Le secrétaire municipal de la commune de Waoundé indique que cette tradition est toujours de mise dans cette partie du pays. «Certains le font et d’autres non pour diverses raisons. Il arrive que la femme refuse de se remarier avec un frère ou un proche de son défunt mari, préférant épouser un autre homme qui n’est pas issu de la famille », fait savoir M. Soumaré.
Ce dernier schéma, indique-t-il, peut engendrer des « tensions » et une « discorde familiale ». Parce que, dit-il, certains ne peuvent pas supporter de voir un homme qui n’est pas un proche du défunt épouser sa veuve et surtout passer la nuit dans la maison conjugale. « Même si, ce n’est pas fréquent de voir cette configuration », assure-t-il.
Plus souvent, à son avis, ce sont les frères ou les cousins du défunt qui épousent les veuves, car généralement, dit-il, « celle-ci ne quitte pas le domicile conjugal, surtout quand elle a beaucoup d’enfants ». Si elle n’a pas d’enfant, elle peut quitter le domicile conjugal et se remarier ailleurs.
Bakary Soumaré reconnait qu’il y a des enfants qui s’opposent au remariage de leur maman. Souvent, dit-il, il s’agit des grands garçons ou des grandes filles. «Traditionnellement, ce n’est pas acceptable qu’un enfant évoque le mariage de ses parents. Cela est mal perçu et peut relever d’une mauvaise éducation », dit-il.« Aujourd’hui, croit-il savoir, il y a plus d’ouverture d’esprit et les parents prêtent attention aux suggestions de leurs enfants ».
À Somono Waoundé, le lévirat et le sororat sont pratiqués comme partout ailleurs à travers le pays. Djiby Djiré souligne que des familles perpétuent cette tradition dans leur quartier. Harouna Damba, notable à Somono Waoundé, ajoute que cette pratique est perpétuée au nom de la préservation des liens familiaux ; mais le consentement de la femme est nécessaire.
Ibrahima Aïdara de la famille chérifienne de Somono Waoundé souligne que cette pratique relève de la tradition, mais n’est pas bannie. « Tout ce qui n’est pas interdit par la religion est admis », ajoute-t-il.

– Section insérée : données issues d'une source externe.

//! Detection of spans that must never be split: fenced code and tables.

use std::ops::Range;

use super::helpers::{lines, Line};

#[derive(Debug, Clone, Copy, PartialEq, Eq, Hash)]
pub enum SpanKind {
    CodeBlock,
    Table,
}

/// A contiguous byte range of the document that stays inside one chunk.
///
/// `end_offset` stops at the end of the last line's content; the line
/// terminator after it is not part of the span.
#[derive(Debug, Clone, Copy, PartialEq, Eq)]
pub struct ProtectedSpan {
    pub start_offset: usize,
    pub end_offset: usize,
    pub kind: SpanKind,
}

impl ProtectedSpan {
    /// True when `pos` falls strictly between the span's ends.
    pub fn strictly_contains(&self, pos: usize) -> bool {
        self.start_offset < pos && pos < self.end_offset
    }

    pub fn intersects(&self, range: &Range<usize>) -> bool {
        self.start_offset < range.end && self.end_offset > range.start
    }

    pub fn len(&self) -> usize {
        self.end_offset - self.start_offset
    }

    pub fn is_empty(&self) -> bool {
        self.len() == 0
    }
}

/// Opening fence: three or more backticks or tildes at the start of the line.
pub(crate) fn fence_open(line: &str) -> Option<(char, usize)> {
    let ch = line.chars().next()?;
    if ch != '`' && ch != '~' {
        return None;
    }
    let len = line.chars().take_while(|&c| c == ch).count();
    (len >= 3).then_some((ch, len))
}

fn is_fence_close(line: &str, ch: char, min_len: usize) -> bool {
    let trimmed = line.trim_end();
    !trimmed.is_empty() && trimmed.chars().all(|c| c == ch) && trimmed.chars().count() >= min_len
}

/// A `|` not preceded by a backslash.
fn has_unescaped_pipe(line: &str) -> bool {
    let mut escaped = false;
    for ch in line.chars() {
        match ch {
            '\\' => escaped = !escaped,
            '|' if !escaped => return true,
            _ => escaped = false,
        }
    }
    false
}

/// `| --- | :---: |` style row: only pipes, dashes, colons and whitespace.
fn is_separator_row(line: &str) -> bool {
    let trimmed = line.trim();
    trimmed.contains('|')
        && trimmed.contains('-')
        && trimmed
            .chars()
            .all(|c| matches!(c, '|' | '-' | ':') || c.is_whitespace())
}

fn is_table_row(line: &Line<'_>) -> bool {
    !line.is_blank() && fence_open(line.text).is_none() && has_unescaped_pipe(line.text)
}

/// Scan `text` for protected spans, sorted by start offset and non-overlapping.
///
/// An unterminated fence extends to the end of the document. Table detection
/// never looks inside a code block.
pub fn find_protected_spans(text: &str) -> Vec<ProtectedSpan> {
    let lines: Vec<Line<'_>> = lines(text).collect();
    let mut spans = Vec::new();
    let mut i = 0;

    while i < lines.len() {
        let line = lines[i];

        if let Some((ch, len)) = fence_open(line.text) {
            let mut end = text.len();
            let mut j = i + 1;
            while j < lines.len() {
                if is_fence_close(lines[j].text, ch, len) {
                    end = lines[j].end();
                    break;
                }
                j += 1;
            }
            spans.push(ProtectedSpan {
                start_offset: line.start,
                end_offset: end,
                kind: SpanKind::CodeBlock,
            });
            i = j + 1;
            continue;
        }

        if is_table_row(&line) && i + 1 < lines.len() && is_separator_row(lines[i + 1].text) {
            let mut j = i + 2;
            while j < lines.len() && is_table_row(&lines[j]) {
                j += 1;
            }
            spans.push(ProtectedSpan {
                start_offset: line.start,
                end_offset: lines[j - 1].end(),
                kind: SpanKind::Table,
            });
            i = j;
            continue;
        }

        i += 1;
    }

    spans
}

/// True when `text` holds at least one markdown table outside code fences.
pub fn contains_table(text: &str) -> bool {
    find_protected_spans(text)
        .iter()
        .any(|s| s.kind == SpanKind::Table)
}
//! Token counting, the sizing unit for every budget check.

/// Maps text to a token count. Implementations must be deterministic and
/// return 0 for empty input.
pub trait TokenCounter: Send + Sync {
    fn count(&self, text: &str) -> usize;
}

/// Sub-word estimate without a vocabulary: roughly four characters per
/// token, at least one token per whitespace-separated word. Whitespace is
/// free, so joining two texts at a whitespace boundary adds their counts.
#[derive(Debug, Clone, Copy, Default)]
pub struct HeuristicCounter;

/// Characters per estimated token.
pub const CHARS_PER_TOKEN: usize = 4;

impl TokenCounter for HeuristicCounter {
    fn count(&self, text: &str) -> usize {
        text.split_whitespace()
            .map(|word| word.chars().count().div_ceil(CHARS_PER_TOKEN))
            .sum()
    }
}

/// Count tokens with the default estimator.
pub fn count_tokens(text: &str) -> usize {
    HeuristicCounter.count(text)
}
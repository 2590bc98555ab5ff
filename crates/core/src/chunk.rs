use std::fmt;
use std::str::FromStr;

use serde::{Deserialize, Serialize};

use crate::document::{DocId, NormalizedDocument};
use crate::error::UnknownLabel;

/// Domain-aware label describing what a chunk is mostly about.
///
/// Stored downstream as the snake_case string returned by [`ContentType::as_str`].
#[derive(Debug, Clone, Copy, PartialEq, Eq, Hash, Serialize, Deserialize)]
#[serde(rename_all = "snake_case")]
pub enum ContentType {
    Code,
    RegisterTable,
    RegisterDescription,
    TimingSpec,
    ConfigProcedure,
    Errata,
    PinMapping,
    ElectricalSpec,
    ApiReference,
    Table,
    Section,
    Prose,
}

impl ContentType {
    pub const ALL: [ContentType; 12] = [
        ContentType::Code,
        ContentType::RegisterTable,
        ContentType::RegisterDescription,
        ContentType::TimingSpec,
        ContentType::ConfigProcedure,
        ContentType::Errata,
        ContentType::PinMapping,
        ContentType::ElectricalSpec,
        ContentType::ApiReference,
        ContentType::Table,
        ContentType::Section,
        ContentType::Prose,
    ];

    pub fn as_str(&self) -> &'static str {
        match self {
            ContentType::Code => "code",
            ContentType::RegisterTable => "register_table",
            ContentType::RegisterDescription => "register_description",
            ContentType::TimingSpec => "timing_spec",
            ContentType::ConfigProcedure => "config_procedure",
            ContentType::Errata => "errata",
            ContentType::PinMapping => "pin_mapping",
            ContentType::ElectricalSpec => "electrical_spec",
            ContentType::ApiReference => "api_reference",
            ContentType::Table => "table",
            ContentType::Section => "section",
            ContentType::Prose => "prose",
        }
    }

    /// Labels produced only when the chunk holds a markdown table.
    pub fn is_table_kind(&self) -> bool {
        matches!(
            self,
            ContentType::RegisterTable
                | ContentType::PinMapping
                | ContentType::ElectricalSpec
                | ContentType::TimingSpec
                | ContentType::Table
        )
    }
}

impl fmt::Display for ContentType {
    fn fmt(&self, f: &mut fmt::Formatter<'_>) -> fmt::Result {
        f.write_str(self.as_str())
    }
}

impl FromStr for ContentType {
    type Err = UnknownLabel;

    fn from_str(s: &str) -> Result<Self, Self::Err> {
        ContentType::ALL
            .iter()
            .find(|ct| ct.as_str() == s)
            .copied()
            .ok_or_else(|| UnknownLabel(s.to_string()))
    }
}

/// Granularity of a chunk. The engine only emits `Detail`.
#[derive(Debug, Clone, Copy, Default, PartialEq, Eq, Hash, Serialize, Deserialize)]
#[serde(rename_all = "snake_case")]
pub enum ChunkLevel {
    Summary,
    #[default]
    Detail,
}

impl ChunkLevel {
    pub fn as_str(&self) -> &'static str {
        match self {
            ChunkLevel::Summary => "summary",
            ChunkLevel::Detail => "detail",
        }
    }
}

impl fmt::Display for ChunkLevel {
    fn fmt(&self, f: &mut fmt::Formatter<'_>) -> fmt::Result {
        f.write_str(self.as_str())
    }
}

impl FromStr for ChunkLevel {
    type Err = UnknownLabel;

    fn from_str(s: &str) -> Result<Self, Self::Err> {
        match s {
            "summary" => Ok(ChunkLevel::Summary),
            "detail" => Ok(ChunkLevel::Detail),
            other => Err(UnknownLabel(other.to_string())),
        }
    }
}

/// Metadata attached to every chunk.
#[derive(Debug, Clone, PartialEq, Eq, Serialize, Deserialize)]
pub struct ChunkMetadata {
    pub document_id: DocId,
    pub document_type: String,
    pub chip_or_device_tag: String,
    /// Heading breadcrumb, e.g. "SPI > Configuration > DMA".
    pub section_path: String,
    /// Copied from the document, 0 when unknown.
    pub page_number: u32,
    pub chunk_level: ChunkLevel,
    /// Filled by downstream heuristics; always empty here.
    pub peripheral_or_component: String,
    pub content_type: ContentType,
}

impl ChunkMetadata {
    /// Metadata seeded from the document's pass-through fields.
    pub fn for_document(
        doc: &NormalizedDocument,
        section_path: String,
        content_type: ContentType,
    ) -> Self {
        Self {
            document_id: doc.document_id.clone(),
            document_type: doc.document_type.clone(),
            chip_or_device_tag: doc.chip_or_device_tag.clone(),
            section_path,
            page_number: doc.page_number,
            chunk_level: ChunkLevel::default(),
            peripheral_or_component: String::new(),
            content_type,
        }
    }

    /// Flat key/value view for vector store metadata columns.
    pub fn to_storage_fields(&self) -> serde_json::Map<String, serde_json::Value> {
        let mut fields = serde_json::Map::new();
        fields.insert("document_id".into(), self.document_id.clone().into());
        fields.insert("document_type".into(), self.document_type.clone().into());
        fields.insert("chip_or_device_tag".into(), self.chip_or_device_tag.clone().into());
        fields.insert("section_path".into(), self.section_path.clone().into());
        fields.insert("page_number".into(), self.page_number.into());
        fields.insert("chunk_level".into(), self.chunk_level.as_str().into());
        fields.insert(
            "peripheral_or_component".into(),
            self.peripheral_or_component.clone().into(),
        );
        fields.insert("content_type".into(), self.content_type.as_str().into());
        fields
    }
}

/// One bounded, labeled segment of a document.
#[derive(Debug, Clone, PartialEq, Eq, Serialize, Deserialize)]
pub struct Chunk {
    /// `"{document_id}-{sequence_number}"`, 0-based and dense.
    pub chunk_id: String,
    /// Injected overlap followed by the chunk's own source text.
    pub content: String,
    pub token_count: usize,
    pub metadata: ChunkMetadata,
    /// Byte range of the source text covered, overlap excluded.
    pub start_offset: usize,
    pub end_offset: usize,
    /// Length in bytes of the overlap prefix at the start of `content`.
    pub overlap_len: usize,
}

impl Chunk {
    pub fn make_id(document_id: &str, sequence: usize) -> String {
        format!("{document_id}-{sequence}")
    }

    /// The chunk's own source text, without the overlap prefix.
    pub fn body(&self) -> &str {
        &self.content[self.overlap_len..]
    }

    /// The injected overlap prefix (empty when none was added).
    pub fn overlap(&self) -> &str {
        &self.content[..self.overlap_len]
    }
}
//! Result validation for best-of-five score lines.
//!
//! Token layout is `[home_sets, away_sets, h1, a1, h2, a2, ...]`. Every result runs
//! through [`check_result`] before it may enter the canonical dataset.

use thiserror::Error;

pub const SETS_TO_WIN: u32 = 3;
pub const MAX_SETS: u32 = 5;
pub const REGULAR_SET_FLOOR: u32 = 25;
pub const DECIDING_SET_FLOOR: u32 = 15;
pub const DECIDING_SET: usize = 5;
pub const MIN_MARGIN: u32 = 2;

#[derive(Debug, Clone, Copy, PartialEq, Eq, Error)]
pub enum InvalidResult {
    #[error("expected set counts, found {found} score tokens")]
    MissingSetCounts { found: usize },
    #[error("set count {home}-{away} exceeds five sets")]
    TooManySets { home: u32, away: u32 },
    #[error("set count {home}-{away} gives one side more than three sets")]
    SetCountAboveThree { home: u32, away: u32 },
    #[error("set count {home}-{away} has no winner")]
    NoWinner { home: u32, away: u32 },
    #[error("set {set} score {home}-{away} is below the {floor}-point floor")]
    BelowPointFloor {
        set: usize,
        home: u32,
        away: u32,
        floor: u32,
    },
    #[error("set {set} score {home}-{away} is not won by two clear points")]
    MarginTooSmall { set: usize, home: u32, away: u32 },
}

/// Checks a score token line against the volleyball rules.
///
/// Set counts are unsigned, so the non-negative rule holds by construction. A tied point
/// pair is tolerated because the source fills unplayed sets with `0 0`, and the declared set
/// count is not cross-checked against the number of point pairs.
pub fn check_result(tokens: &[u32]) -> Result<(), InvalidResult> {
    let [home, away, points @ ..] = tokens else {
        return Err(InvalidResult::MissingSetCounts {
            found: tokens.len(),
        });
    };
    let (home, away) = (*home, *away);

    if home.saturating_add(away) > MAX_SETS {
        return Err(InvalidResult::TooManySets { home, away });
    }
    if home > SETS_TO_WIN || away > SETS_TO_WIN {
        return Err(InvalidResult::SetCountAboveThree { home, away });
    }
    if home != SETS_TO_WIN && away != SETS_TO_WIN {
        return Err(InvalidResult::NoWinner { home, away });
    }

    for (idx, pair) in points.chunks_exact(2).enumerate() {
        check_set(idx + 1, pair[0], pair[1])?;
    }
    Ok(())
}

pub fn is_valid_result(tokens: &[u32]) -> bool {
    check_result(tokens).is_ok()
}

fn check_set(set: usize, home: u32, away: u32) -> Result<(), InvalidResult> {
    let floor = if set == DECIDING_SET {
        DECIDING_SET_FLOOR
    } else {
        REGULAR_SET_FLOOR
    };
    let (winner, loser) = match home.cmp(&away) {
        std::cmp::Ordering::Equal => return Ok(()),
        std::cmp::Ordering::Greater => (home, away),
        std::cmp::Ordering::Less => (away, home),
    };
    if winner < floor {
        return Err(InvalidResult::BelowPointFloor {
            set,
            home,
            away,
            floor,
        });
    }
    if winner - loser < MIN_MARGIN {
        return Err(InvalidResult::MarginTooSmall { set, home, away });
    }
    Ok(())
}
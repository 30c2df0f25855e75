//! `scraper`-backed implementation of the match-card contract.

use scraper::{ElementRef, Html, Node, Selector};

use crate::extract::ExtractError;
use crate::{InlineNode, MatchFragment, MATCH_CARD_SELECTOR};

pub fn parse_page(html: &str) -> Html {
    Html::parse_document(html)
}

/// Match cards in document order.
pub fn match_cards(document: &Html) -> Result<Vec<ElementRef<'_>>, ExtractError> {
    let selector =
        Selector::parse(MATCH_CARD_SELECTOR).map_err(|e| ExtractError::Selector(e.to_string()))?;
    Ok(document.select(&selector).collect())
}

impl MatchFragment for ElementRef<'_> {
    fn attr(&self, name: &str) -> Option<String> {
        self.value().attr(name).map(str::to_string)
    }

    fn find_all(&self, tag: &str) -> Vec<InlineNode> {
        let Ok(selector) = Selector::parse(tag) else {
            return Vec::new();
        };
        self.select(&selector).map(inline_node).collect()
    }
}

fn inline_node(element: ElementRef<'_>) -> InlineNode {
    let mut segments = vec![String::new()];
    let mut has_line_break = false;
    for child in element.children() {
        match child.value() {
            Node::Text(text) => {
                if let Some(current) = segments.last_mut() {
                    current.push_str(text);
                }
            }
            Node::Element(el) if el.name() == "br" => {
                has_line_break = true;
                segments.push(String::new());
            }
            Node::Element(_) => {
                if let (Some(nested), Some(current)) = (ElementRef::wrap(child), segments.last_mut())
                {
                    current.extend(nested.text());
                }
            }
            _ => {}
        }
    }

    InlineNode {
        text: element.text().collect(),
        segments: segments
            .into_iter()
            .map(|s| s.trim().to_string())
            .filter(|s| !s.is_empty())
            .collect(),
        has_attributes: element.value().attrs().next().is_some(),
        has_line_break,
    }
}
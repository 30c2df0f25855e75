//! Sync pipeline: snapshot registry, extraction, reconciliation and run reports.

use std::collections::BTreeMap;
use std::fs::File;
use std::path::{Path, PathBuf};
use std::sync::Arc;

use anyhow::{Context, Result};
use arrow_array::{BooleanArray, RecordBatch, StringArray, UInt32Array};
use arrow_schema::{DataType, Field as ArrowField, Schema};
use chrono::{DateTime, Utc};
use nvl_adapters::{
    load_snapshot, ExtractOptions, Extraction, ExtractionStats, RecordExtractor, SnapshotKind,
};
use nvl_core::{competition_label, EventKind, EventLog, Game, IngestObserver};
use nvl_storage::{load_dataset, save_dataset, SnapshotArchive};
use parquet::arrow::ArrowWriter;
use serde::{Deserialize, Serialize};
use sha2::{Digest, Sha256};
use tokio::fs;
use tracing::{info, info_span, Instrument};
use uuid::Uuid;

mod reconcile;

pub use reconcile::{
    CanonicalDataset, ReconcileConfig, ReconcileEngine, ReconcileOutcome, ReviewItem, ReviewKind,
    Suggestion,
};

pub const CRATE_NAME: &str = "nvl-sync";

#[derive(Debug, Clone, Deserialize)]
pub struct SourceRegistry {
    pub sources: Vec<SourceConfig>,
}

impl SourceRegistry {
    pub async fn load(path: &Path) -> Result<Self> {
        let text = fs::read_to_string(path)
            .await
            .with_context(|| format!("reading {}", path.display()))?;
        serde_yaml::from_str(&text).with_context(|| format!("parsing {}", path.display()))
    }
}

#[derive(Debug, Clone, Serialize, Deserialize)]
pub struct SourceConfig {
    pub source_id: String,
    pub display_name: String,
    pub enabled: bool,
    pub kind: SnapshotKind,
    #[serde(default)]
    pub competition_id: Option<String>,
    /// Snapshot files, relative to the registry file.
    #[serde(default)]
    pub paths: Vec<PathBuf>,
    #[serde(default)]
    pub notes: Option<String>,
}

impl SourceConfig {
    pub fn extract_options(&self) -> ExtractOptions {
        ExtractOptions {
            kind: self.kind,
            default_label: self
                .competition_id
                .as_deref()
                .and_then(competition_label)
                .map(str::to_string),
        }
    }
}

#[derive(Debug, Clone)]
pub struct SyncConfig {
    pub dataset_path: PathBuf,
    pub archive_dir: PathBuf,
    pub reports_dir: PathBuf,
    pub sources_path: PathBuf,
    pub suggestion_threshold: f64,
}

impl SyncConfig {
    pub fn from_env() -> Self {
        let path = |name: &str, default: &str| {
            std::env::var(name)
                .map(PathBuf::from)
                .unwrap_or_else(|_| PathBuf::from(default))
        };
        Self {
            dataset_path: path("NVL_DATASET", "./data/games.csv"),
            archive_dir: path("NVL_ARCHIVE_DIR", "./archive"),
            reports_dir: path("NVL_REPORTS_DIR", "./reports"),
            sources_path: path("NVL_SOURCES", "./sources.yaml"),
            suggestion_threshold: std::env::var("NVL_FALLBACK_SUGGESTION_THRESHOLD")
                .ok()
                .and_then(|v| v.parse().ok())
                .unwrap_or(ReconcileConfig::default().suggestion_threshold),
        }
    }

    fn reconcile_config(&self) -> ReconcileConfig {
        ReconcileConfig {
            suggestion_threshold: self.suggestion_threshold,
        }
    }
}

#[derive(Debug, Clone, Serialize)]
pub struct SourceReport {
    pub source_id: String,
    pub kind: SnapshotKind,
    pub snapshots: usize,
    pub archived: usize,
    pub stats: ExtractionStats,
}

#[derive(Debug, Clone, Serialize)]
pub struct SyncRunSummary {
    pub run_id: Uuid,
    pub started_at: DateTime<Utc>,
    pub finished_at: DateTime<Utc>,
    pub enabled_sources: usize,
    pub snapshots: usize,
    pub stats: ExtractionStats,
    pub appended: usize,
    pub merged: usize,
    pub unchanged: usize,
    pub review_items: usize,
    pub canonical_games: usize,
    pub events: BTreeMap<EventKind, usize>,
    pub dataset_path: String,
    pub reports_dir: String,
    pub parquet_manifest: String,
}

#[derive(Debug, Clone, Serialize)]
struct RunReport<'a> {
    summary: &'a SyncRunSummary,
    sources: &'a [SourceReport],
    review: &'a [ReviewItem],
}

#[derive(Debug, Clone, Serialize, Deserialize)]
pub struct ParquetManifest {
    pub schema_version: u32,
    pub files: Vec<ParquetManifestFile>,
}

#[derive(Debug, Clone, Serialize, Deserialize)]
pub struct ParquetManifestFile {
    pub name: String,
    pub path: String,
    pub sha256: String,
    pub bytes: u64,
}

pub struct SyncPipeline {
    config: SyncConfig,
    archive: SnapshotArchive,
}
//! Dataset persistence and the raw snapshot archive.

mod archive;
mod dataset;

pub use archive::{ArchivedSnapshot, SnapshotArchive};
pub use dataset::{
    load_dataset, read_games, save_dataset, to_csv_string, write_games, DatasetError,
};

pub const CRATE_NAME: &str = "nvl-storage";
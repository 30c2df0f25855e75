use nvl_core::{
    category_from_label, check_result, clean_match_number, clean_official, clean_venue,
    division_from_label, is_division_label, parse_date, parse_kickoff, DateFormat,
    DateParseError, Game, IngestEvent, IngestObserver, InvalidResult, MatchResult,
};
use serde::Serialize;
use thiserror::Error;
use tracing::{debug, info};

use crate::fragment::{match_cards, parse_page};
use crate::{MatchFragment, SnapshotKind, AWAY_ATTR, DATE_ATTR, HOME_ATTR};

const REFEREE_1_LABEL: &str = "Referee 1";
const REFEREE_2_LABEL: &str = "Referee 2";
const VENUE_LABEL: &str = "Venue";

#[derive(Debug, Error)]
pub enum ExtractError {
    #[error("match card has no {0} attribute")]
    MissingAttribute(&'static str),
    #[error(transparent)]
    Date(#[from] DateParseError),
    #[error("invalid selector: {0}")]
    Selector(String),
}

#[derive(Debug, Clone, Default)]
pub struct ExtractOptions {
    pub kind: SnapshotKind,
    /// Division/category label applied when a card carries none of its own,
    /// typically the competition the page was fetched for.
    pub default_label: Option<String>,
}

#[derive(Debug, Clone, Copy, Default, PartialEq, Eq, Serialize)]
pub struct ExtractionStats {
    pub fragments: usize,
    pub extracted: usize,
    pub discarded: usize,
    pub malformed: usize,
}

impl ExtractionStats {
    pub fn discard_rate(&self) -> f64 {
        if self.fragments == 0 {
            0.0
        } else {
            self.discarded as f64 / self.fragments as f64
        }
    }

    pub fn absorb(&mut self, other: &ExtractionStats) {
        self.fragments += other.fragments;
        self.extracted += other.extracted;
        self.discarded += other.discarded;
        self.malformed += other.malformed;
    }
}

#[derive(Debug, Clone, Default)]
pub struct Extraction {
    pub games: Vec<Game>,
    pub stats: ExtractionStats,
}

#[derive(Debug, Clone, PartialEq, Eq)]
pub enum CardOutcome {
    Accepted(Game),
    /// The card parsed but its score line breaks the volleyball rules.
    Rejected { game: Game, reason: InvalidResult },
}

pub struct RecordExtractor<'a> {
    options: ExtractOptions,
    observer: &'a dyn IngestObserver,
}

impl<'a> RecordExtractor<'a> {
    pub fn new(options: ExtractOptions, observer: &'a dyn IngestObserver) -> Self {
        Self { options, observer }
    }

    /// Builds one [`Game`] from a match card.
    ///
    /// Container attributes are authoritative for teams and date. Inline spans are classified
    /// by their own text, never by position, since the card layout shifts between pages.
    pub fn extract_card(&self, card: &impl MatchFragment) -> Result<CardOutcome, ExtractError> {
        let home = card
            .attr(HOME_ATTR)
            .ok_or(ExtractError::MissingAttribute(HOME_ATTR))?;
        let away = card
            .attr(AWAY_ATTR)
            .ok_or(ExtractError::MissingAttribute(AWAY_ATTR))?;
        let raw_date = card
            .attr(DATE_ATTR)
            .ok_or(ExtractError::MissingAttribute(DATE_ATTR))?;
        let date = parse_date(&raw_date, DateFormat::LongForm)?;

        let mut game = Game::new(home.trim(), away.trim(), date);
        let mut tokens = Vec::new();
        let mut labelled = false;

        for span in card.find_all("span") {
            if span.has_attributes {
                continue;
            }
            let text = span.text.trim();
            if !text.is_empty() && text.chars().all(|c| c.is_ascii_digit()) {
                if let Ok(token) = text.parse::<u32>() {
                    tokens.push(token);
                }
                continue;
            }
            if text.contains(REFEREE_1_LABEL) {
                game.r1 = clean_official(text);
            }
            if text.contains(REFEREE_2_LABEL) {
                game.r2 = clean_official(text);
            }
            if text.contains(VENUE_LABEL) {
                game.venue = clean_venue(text);
            }
            if is_division_label(text) {
                self.apply_label(&mut game, text);
                labelled = true;
            }
        }

        if !labelled {
            if let Some(label) = self.options.default_label.as_deref() {
                self.apply_label(&mut game, label);
            }
        }

        if let Some(item) = card.find_all("li").into_iter().find(|li| li.has_line_break) {
            if let Some(kickoff) = item.segments.first() {
                game.time = parse_kickoff(kickoff);
            }
            if let Some(number) = item.segments.get(1) {
                game.number = clean_match_number(number);
            }
        }

        let scheduled_only = self.options.kind == SnapshotKind::Fixtures && tokens.is_empty();
        if !scheduled_only {
            if let Err(reason) = check_result(&tokens) {
                return Ok(CardOutcome::Rejected { game, reason });
            }
            game.result = MatchResult::from_tokens(&tokens);
        }

        debug!(%game, ?tokens, "match card parsed");
        Ok(CardOutcome::Accepted(game))
    }

    /// Runs every card of one batch. Neither a rejected result nor a malformed card halts
    /// the batch; both are counted and reported to the observer.
    pub fn extract_all<F: MatchFragment>(
        &self,
        cards: impl IntoIterator<Item = F>,
    ) -> Extraction {
        let mut extraction = Extraction::default();
        for card in cards {
            extraction.stats.fragments += 1;
            match self.extract_card(&card) {
                Ok(CardOutcome::Accepted(game)) => {
                    extraction.stats.extracted += 1;
                    extraction.games.push(game);
                }
                Ok(CardOutcome::Rejected { game, reason }) => {
                    extraction.stats.discarded += 1;
                    self.observer.observe(IngestEvent::Discarded {
                        home: game.home,
                        away: game.away,
                        date: game.date,
                        reason: reason.to_string(),
                    });
                }
                Err(err) => {
                    extraction.stats.malformed += 1;
                    self.observer.observe(IngestEvent::MalformedFragment {
                        reason: err.to_string(),
                    });
                }
            }
        }

        let stats = extraction.stats;
        info!(
            extracted = stats.extracted,
            malformed = stats.malformed,
            "discarded {} out of {} fragments ({:.1}%)",
            stats.discarded,
            stats.fragments,
            stats.discard_rate() * 100.0
        );
        extraction
    }

    pub fn extract_html(&self, html: &str) -> Result<Extraction, ExtractError> {
        let page = parse_page(html);
        let cards = match_cards(&page)?;
        Ok(self.extract_all(cards))
    }

    fn apply_label(&self, game: &mut Game, text: &str) {
        game.category = category_from_label(text, self.observer);
        game.division = division_from_label(text, self.observer);
    }
}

C’est l’avis du chef de village de Waoundé, Soumaré. « Cette pratique héritée des ancêtres est courante dans notre communauté », rappelle-t-il.
Ce que confirme également Doro Konaté, notable à Bokiladji, dans l’arrondissement de Orkadiéré, à une cinquantaine de kilomètres de Kanel, et majoritairement peuplé de Soninkés. Selon lui, on doit surtout privilégier le dialogue, la concertation pour nouer ce genre d’union compte tenu de la « sensibilité » de la question et surtout de la « sacralité » de la famille.
Par Samba Oumar FALL, Souleymane Diam SY (textes) et Mbacké BA (photos)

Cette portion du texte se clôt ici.